▶ **RECORDED INFORMATION**:
_ _ _ _
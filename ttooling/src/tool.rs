//! Tool trait contract for registry-managed capabilities.
//!
//! ```rust
//! use ttooling::{FunctionTool, Tool, ToolDefinition};
//!
//! let tool = FunctionTool::new(
//!     ToolDefinition::new("echo", "Echoes input", r#"{"type":"object"}"#),
//!     |args, _ctx| async move { Ok(args) },
//! );
//!
//! assert_eq!(tool.definition().name, "echo");
//! ```

use std::future::Future;
use std::sync::Arc;

use tcommon::BoxFuture;

use crate::{ToolDefinition, ToolError, ToolExecutionContext};

pub type ToolFuture<'a, T> = BoxFuture<'a, T>;

pub trait Tool: Send + Sync {
    fn definition(&self) -> ToolDefinition;

    fn invoke<'a>(
        &'a self,
        args_json: &'a str,
        context: &'a ToolExecutionContext,
    ) -> ToolFuture<'a, Result<String, ToolError>>;
}

type ToolHandler = dyn Fn(String, ToolExecutionContext) -> ToolFuture<'static, Result<String, ToolError>>
    + Send
    + Sync;

/// Tool backed by a closure over the raw JSON argument text.
pub struct FunctionTool {
    definition: ToolDefinition,
    handler: Arc<ToolHandler>,
}

impl FunctionTool {
    pub fn new<F, Fut>(definition: ToolDefinition, handler: F) -> Self
    where
        F: Fn(String, ToolExecutionContext) -> Fut + Send + Sync + 'static,
        Fut: Future<Output = Result<String, ToolError>> + Send + 'static,
    {
        let handler: Arc<ToolHandler> =
            Arc::new(move |args_json, context| Box::pin(handler(args_json, context)));

        Self {
            definition,
            handler,
        }
    }
}

impl Tool for FunctionTool {
    fn definition(&self) -> ToolDefinition {
        self.definition.clone()
    }

    fn invoke<'a>(
        &'a self,
        args_json: &'a str,
        context: &'a ToolExecutionContext,
    ) -> ToolFuture<'a, Result<String, ToolError>> {
        (self.handler)(args_json.to_string(), context.clone())
    }
}
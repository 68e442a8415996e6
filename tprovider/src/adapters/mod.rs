#[cfg(any(feature = "provider-ollama", feature = "provider-deepseek"))]
mod http;

#[cfg(feature = "provider-ollama")]
pub mod ollama;

#[cfg(feature = "provider-deepseek")]
pub mod deepseek;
_ _ _ _
▶ **TRY IT**:
Your answer must be one number: how many lines of the entries hold the string "impl".

▶ **YOUR RESPONSE**:
2